Além disso, este treinamento mostrou ser promissor na reabilitação neurológica de pacientes com condições como acidente vascular cerebral ou lesões na medula espinhal geralmente apresentam comprometimento motor significativo em um membro. Ao se envolver com esta técnica, eles podem aproveitar a plasticidade do cérebro para melhorar a função motora no membro afetado. Isso abre novas possibilidades para estratégias de reabilitação que promovam a recuperação e a independência.
Pesquisas e Aplicações
A Edith Cowan University (ECU) em parceria com o professor Trevor Chen, da National Taiwan Normal University, realizou uma investigação, na qual imobilizou o braço não dominante de 36 jovens sedentários por meio de um gesso na articulação do cotovelo, por três semanas.
Eles foram divididos em três grupos iguais: um grupo de contração concêntrica, que levantou um halter usando o braço não mobilizado; um grupo de contração excêntrica, que baixou um halter e um grupo de controle que não realizou exercícios.
Enquanto os jovens estavam com seu braço imobilizado, os grupos realizaram seis sessões de levantamento de peso duas vezes por semana durante três semanas. Nessas sessões, eles deveriam realizar cinco séries de seis repetições com uma mão, correspondendo a de 20 a 80% de sua força máxima durante as seis sessões.

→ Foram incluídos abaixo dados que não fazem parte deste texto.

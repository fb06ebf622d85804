//! Terminal rendering of the generator's markdown replies

use colored::*;
use pulldown_cmark::{Event, Parser, Tag, TagEnd};

#[derive(Default)]
struct Style {
    strong: usize,
    emphasis: usize,
    heading: bool,
}

impl Style {
    fn paint(&self, text: &str) -> String {
        let mut styled = text.normal();
        if self.heading {
            styled = styled.bold().yellow();
        }
        if self.strong > 0 {
            styled = styled.bold();
        }
        if self.emphasis > 0 {
            styled = styled.italic();
        }
        styled.to_string()
    }
}

/// Render markdown as plain terminal text with ANSI styling.
///
/// Headings are bold, emphasis italic, list items bulleted and code dimmed.
/// Links keep only their text.
pub fn render_markdown(input: &str) -> String {
    let mut out = String::new();
    let mut style = Style::default();
    let mut list_depth = 0usize;

    for event in Parser::new(input) {
        match event {
            Event::Start(Tag::Heading { .. }) => style.heading = true,
            Event::End(TagEnd::Heading(_)) => {
                style.heading = false;
                out.push_str("\n\n");
            }
            Event::End(TagEnd::Paragraph) => out.push_str("\n\n"),
            Event::Start(Tag::Strong) => style.strong += 1,
            Event::End(TagEnd::Strong) => style.strong = style.strong.saturating_sub(1),
            Event::Start(Tag::Emphasis) => style.emphasis += 1,
            Event::End(TagEnd::Emphasis) => style.emphasis = style.emphasis.saturating_sub(1),
            Event::Start(Tag::List(_)) => {
                if list_depth > 0 && !out.ends_with('\n') {
                    out.push('\n');
                }
                list_depth += 1;
            }
            Event::End(TagEnd::List(_)) => {
                list_depth = list_depth.saturating_sub(1);
                if list_depth == 0 {
                    out.push('\n');
                }
            }
            Event::Start(Tag::Item) => {
                out.push_str(&"  ".repeat(list_depth.saturating_sub(1)));
                out.push_str("• ");
            }
            Event::End(TagEnd::Item) => {
                if !out.ends_with('\n') {
                    out.push('\n');
                }
            }
            Event::End(TagEnd::CodeBlock) => out.push('\n'),
            Event::Text(text) => out.push_str(&style.paint(&text)),
            Event::Code(code) => out.push_str(&code.dimmed().to_string()),
            Event::SoftBreak => out.push(' '),
            Event::HardBreak => out.push('\n'),
            Event::Rule => out.push_str("──────────\n\n"),
            _ => {}
        }
    }

    out.trim_end().to_string()
}
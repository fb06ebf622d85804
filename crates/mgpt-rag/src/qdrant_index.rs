//! Qdrant-backed passage index
//!
//! Thin adapter over `qdrant-client`. Passages are read from the point
//! payload: `text` (or `page_content`, as written by LangChain loaders) and
//! an optional `source`.

use async_trait::async_trait;
use qdrant_client::Qdrant;
use qdrant_client::qdrant::value::Kind;
use qdrant_client::qdrant::{CountPointsBuilder, SearchPointsBuilder, Value as QValue};
use std::collections::HashMap;
use tracing::{debug, info, warn};

use mgpt_core::{Error, Result, RetrievedPassage, VectorIndex};

const TEXT_KEYS: [&str; 2] = ["text", "page_content"];

pub struct QdrantIndex {
    client: Qdrant,
    url: String,
    collection: String,
}

impl QdrantIndex {
    /// Connect to Qdrant and check that the collection exists.
    ///
    /// An unreachable server or missing collection yields
    /// `Error::IndexUnavailable`.
    pub async fn open(url: &str, api_key: Option<&str>, collection: &str) -> Result<Self> {
        let mut builder = Qdrant::from_url(url);
        if let Some(key) = api_key {
            builder = builder.api_key(key.to_string());
        }
        let client = builder
            .build()
            .map_err(|e| Error::VectorStore(e.to_string()))?;

        let exists = client
            .collection_exists(collection.to_string())
            .await
            .map_err(|e| {
                Error::IndexUnavailable(format!("Qdrant at {} is unreachable: {}", url, e))
            })?;

        if !exists {
            return Err(Error::IndexUnavailable(format!(
                "Collection '{}' not found at {}",
                collection, url
            )));
        }

        info!(url, collection, "Opened Qdrant collection");
        Ok(Self {
            client,
            url: url.to_string(),
            collection: collection.to_string(),
        })
    }
}

fn payload_string(payload: &HashMap<String, QValue>, key: &str) -> Option<String> {
    match payload.get(key).and_then(|v| v.kind.as_ref()) {
        Some(Kind::StringValue(s)) => Some(s.clone()),
        _ => None,
    }
}

/// Extract the passage text and source from a point payload
pub(crate) fn passage_from_payload(
    payload: &HashMap<String, QValue>,
    score: f32,
) -> Option<RetrievedPassage> {
    let text = TEXT_KEYS.iter().find_map(|k| payload_string(payload, k))?;
    Some(RetrievedPassage {
        text,
        score: Some(score),
        source: payload_string(payload, "source"),
    })
}

#[async_trait]
impl VectorIndex for QdrantIndex {
    async fn search_by_vector(&self, vector: Vec<f32>, top_k: usize) -> Result<Vec<RetrievedPassage>> {
        let res = self
            .client
            .search_points(
                SearchPointsBuilder::new(&self.collection, vector, top_k as u64).with_payload(true),
            )
            .await
            .map_err(|e| Error::VectorStore(e.to_string()))?;

        let mut out = Vec::with_capacity(res.result.len());
        for point in res.result {
            match passage_from_payload(&point.payload, point.score) {
                Some(passage) => out.push(passage),
                None => warn!(collection = %self.collection, "Point without text payload skipped"),
            }
        }

        debug!(hits = out.len(), top_k, "Qdrant search complete");
        Ok(out)
    }

    async fn count(&self) -> Result<usize> {
        let res = self
            .client
            .count(CountPointsBuilder::new(&self.collection).exact(true))
            .await
            .map_err(|e| Error::VectorStore(e.to_string()))?;

        Ok(res.result.map(|r| r.count as usize).unwrap_or(0))
    }

    fn location(&self) -> String {
        format!("{}/{}", self.url, self.collection)
    }
}

#[cfg(test)]
mod tests {
    use super::*;

    fn string_value(s: &str) -> QValue {
        QValue {
            kind: Some(Kind::StringValue(s.to_string())),
        }
    }

    #[test]
    fn test_passage_from_text_payload() {
        let mut payload = HashMap::new();
        payload.insert("text".to_string(), string_value("Bhishma's vow"));
        payload.insert("source".to_string(), string_value("adi_parva"));

        let passage = passage_from_payload(&payload, 0.8).unwrap();
        assert_eq!(passage.text, "Bhishma's vow");
        assert_eq!(passage.source.as_deref(), Some("adi_parva"));
        assert_eq!(passage.score, Some(0.8));
    }

    #[test]
    fn test_passage_from_langchain_payload() {
        let mut payload = HashMap::new();
        payload.insert("page_content".to_string(), string_value("Drona teaches archery"));

        let passage = passage_from_payload(&payload, 0.5).unwrap();
        assert_eq!(passage.text, "Drona teaches archery");
        assert!(passage.source.is_none());
    }

    #[test]
    fn test_payload_without_text() {
        let mut payload = HashMap::new();
        payload.insert(
            "text".to_string(),
            QValue {
                kind: Some(Kind::IntegerValue(7)),
            },
        );
        assert!(passage_from_payload(&payload, 0.1).is_none());
    }
}
//! UI utilities for the terminal chat

use chrono::Local;
use colored::*;
use crossterm::{
    cursor::MoveToColumn,
    event::{self, Event, KeyCode, KeyEventKind, KeyModifiers},
    execute,
    terminal::{disable_raw_mode, enable_raw_mode, size, Clear, ClearType},
};
use std::io::{self, IsTerminal, Write};

use crate::markdown::render_markdown;
use crate::shortcuts::{shortcuts_in, ShortcutGroup};
use mgpt_core::{ChatTurn, Conversation, Result, Role};

const PROMPT: &str = "sanjaya>";
const USER_AVATAR: &str = "🙏";
const ASSISTANT_AVATAR: &str = "🪔";

/// Display the startup banner
pub fn display_banner() {
    let terminal_width = size().map(|(w, _)| w as usize).unwrap_or(80);
    let banner_width = std::cmp::min(60, terminal_width.saturating_sub(4)).max(40);

    let top_border = format!("┌{}┐", "─".repeat(banner_width - 2));
    let bottom_border = format!("└{}┘", "─".repeat(banner_width - 2));
    let empty_line = format!("│{}│", " ".repeat(banner_width - 2));

    let boxed = |text: &str| {
        let width = text.chars().count();
        format!("│  {}{}│", text, " ".repeat(banner_width.saturating_sub(width + 4)))
    };

    println!();
    println!("{}", top_border.yellow());
    println!("{}", empty_line.yellow());
    println!("{}", boxed("MAHABHARAT GPT").yellow().bold());
    println!("{}", boxed("“Wisdom from the Itihasa”").yellow().italic());
    println!("{}", empty_line.yellow());
    println!("{}", bottom_border.yellow());
    println!();
    println!(
        "{}",
        "💡 Tip: Type in English or Hinglish! '/s' lists the chronicles, 'help' shows commands"
            .dimmed()
    );
    println!();
}

/// Handle input with question history navigation
pub async fn handle_input_with_history(history: &mut Vec<String>) -> Result<String> {
    // Piped input: read a line directly
    if !io::stdin().is_terminal() {
        let mut input = String::new();
        if io::stdin().read_line(&mut input)? == 0 {
            return Ok("exit".to_string());
        }
        let input = input.trim().to_string();
        if !input.is_empty() {
            history.push(input.clone());
        }
        return Ok(input);
    }

    enable_raw_mode()?;
    let result = read_line_raw(history);
    disable_raw_mode()?;
    println!();
    result
}

fn redraw(input: &str) -> Result<()> {
    let mut stdout = io::stdout();
    execute!(stdout, MoveToColumn(0), Clear(ClearType::CurrentLine))?;
    print!("{} {}", PROMPT.green().bold(), input);
    stdout.flush()?;
    Ok(())
}

fn read_line_raw(history: &mut Vec<String>) -> Result<String> {
    let mut input = String::new();
    let mut history_index: Option<usize> = None;

    redraw(&input)?;

    loop {
        let Event::Key(key_event) = event::read()? else {
            continue;
        };
        if key_event.kind != KeyEventKind::Press {
            continue;
        }

        match key_event.code {
            KeyCode::Char('c') | KeyCode::Char('d')
                if key_event.modifiers.contains(KeyModifiers::CONTROL) =>
            {
                return Ok("exit".to_string());
            }
            KeyCode::Enter => {
                if !input.trim().is_empty() {
                    history.push(input.clone());
                }
                return Ok(input);
            }
            KeyCode::Char(c) => {
                input.push(c);
                redraw(&input)?;
            }
            KeyCode::Backspace => {
                if input.pop().is_some() {
                    redraw(&input)?;
                }
            }
            KeyCode::Up => {
                if !history.is_empty() {
                    let new_index = match history_index {
                        None => history.len() - 1,
                        Some(idx) if idx > 0 => idx - 1,
                        Some(idx) => idx,
                    };
                    history_index = Some(new_index);
                    input = history[new_index].clone();
                    redraw(&input)?;
                }
            }
            KeyCode::Down => {
                if let Some(idx) = history_index {
                    if idx + 1 < history.len() {
                        history_index = Some(idx + 1);
                        input = history[idx + 1].clone();
                    } else {
                        history_index = None;
                        input.clear();
                    }
                    redraw(&input)?;
                }
            }
            KeyCode::Esc => return Ok(String::new()),
            _ => {}
        }
    }
}

/// Display help message
pub fn print_help() {
    println!("{}", "Available commands:".bold());
    println!("  {} - Ask Sanjaya anything about the Mahabharata", "question".green());
    println!("  {} - List the chronicles (shortcut questions)", "/shortcuts, /s".green());
    println!("  {} - Ask a chronicle by number or name", "/ask <n|name>".green());
    println!("  {} - Show the conversation so far", "/history".green());
    println!("  {} - Clear the screen (history is kept)", "/clear".green());
    println!("  {} - Show this help message", "help".green());
    println!("  {} - Leave the chat", "exit/quit".green());
    println!();
    println!("{}", "Examples:".bold());
    println!("  Karna kaun tha?");
    println!("  Why did Bhishma take his vow?");
    println!("  /ask arjuna");
}

/// Display the shortcut catalog grouped by section
pub fn print_shortcuts() {
    println!("{}", "📜 Chronicles".bold());
    for group in ShortcutGroup::ALL {
        println!();
        println!("{}", group.title().yellow().bold());
        for (number, shortcut) in shortcuts_in(group) {
            println!("  {:>2}. {}", number.to_string().cyan(), shortcut.label);
        }
    }
    println!();
    println!("{}", "Use /ask <number> or /ask <name> to ask one.".dimmed());
}

/// Format one turn as it appears in the transcript
pub fn format_turn(turn: &ChatTurn) -> String {
    let time = turn.at().with_timezone(&Local).format("%H:%M").to_string();
    match turn.role() {
        Role::User => format!("{} {} {}", USER_AVATAR, time.dimmed(), turn.text().bold()),
        Role::Assistant => format!(
            "{} {} {}",
            ASSISTANT_AVATAR,
            time.dimmed(),
            render_markdown(turn.text())
        ),
    }
}

pub fn print_turn(turn: &ChatTurn) {
    println!("{}", format_turn(turn));
    println!();
}

/// Print every turn of the conversation in order
pub fn print_history(conversation: &Conversation) {
    for turn in conversation.turns() {
        print_turn(turn);
    }
}

/// Echo a question the user did not type (queued by a shortcut)
pub fn print_queued_query(query: &str) {
    println!("{} {}", USER_AVATAR, query.bold());
}

pub fn show_thinking() -> Result<()> {
    print!("{} {}", ASSISTANT_AVATAR, "Meditating on the scriptures...".dimmed().italic());
    io::stdout().flush()?;
    Ok(())
}

pub fn clear_thinking() -> Result<()> {
    execute!(io::stdout(), MoveToColumn(0), Clear(ClearType::CurrentLine))?;
    Ok(())
}

pub fn clear_screen() -> Result<()> {
    execute!(io::stdout(), Clear(ClearType::All), crossterm::cursor::MoveTo(0, 0))?;
    Ok(())
}

pub fn print_error(message: &str) {
    eprintln!("{} {}", "❌".red(), message.red());
}

pub fn print_warning(message: &str) {
    println!("{} {}", "⚠️".yellow(), message.yellow());
}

Quando o gesso foi retirado, o grupo de controle que não fez nenhum esforço percebeu uma diminuição de mais de 15% na força do braço imobilizado. No entanto, aqueles que levantaram pesos viram pouca ou nenhuma diminuição na força muscular do braço imobilizado.
Assim mesmo, um dos alunos do professor Pacioni que está no processo bilateral, teve uma redução de gordura e ganho de massa magra treinando em um mês, ele não estava lesionado, mas treinou com um lado só. “Foram 3 cm de diferença, isso é bem pouco. Às vezes, pessoas sem lesão têm essa diferença”, relata André Pacioni.
O profissional de educação física continua explicando que “você consegue aplicar a educação cruzada a partir do momento que o indivíduo tenha condições de executar o movimento do membro não lesionado”.
Os cuidados
Os pesquisadores estão investigando ativamente os protocolos de treinamento ideais, duração e intensidade necessários para maximizar os efeitos da educação cruzada. Compreender os mecanismos neurais específicos e sua interação com vários parâmetros de treinamento contribuirá para o desenvolvimento de intervenções direcionadas.
Mas, embora a educação cruzada tenha fornecido informações valiosas sobre as capacidades adaptativas do cérebro humano, várias questões ainda permanecem, e por ainda não ser um tratamento tão conhecido, existem profissionais que ainda não estão capacitados para tratar pacientes com esta técnica.
Por isso, é recomendado procurar profissionais especializados no seu tipo de lesão e que estejam mais informados sobre a educação cruzada. É importante também lembrar que o treinamento para pessoas não lesionadas é específico e individual. Caso a pessoa apresente alguma lesão, o treinador deve buscar o tratamento individual para o tipo específico de lesão.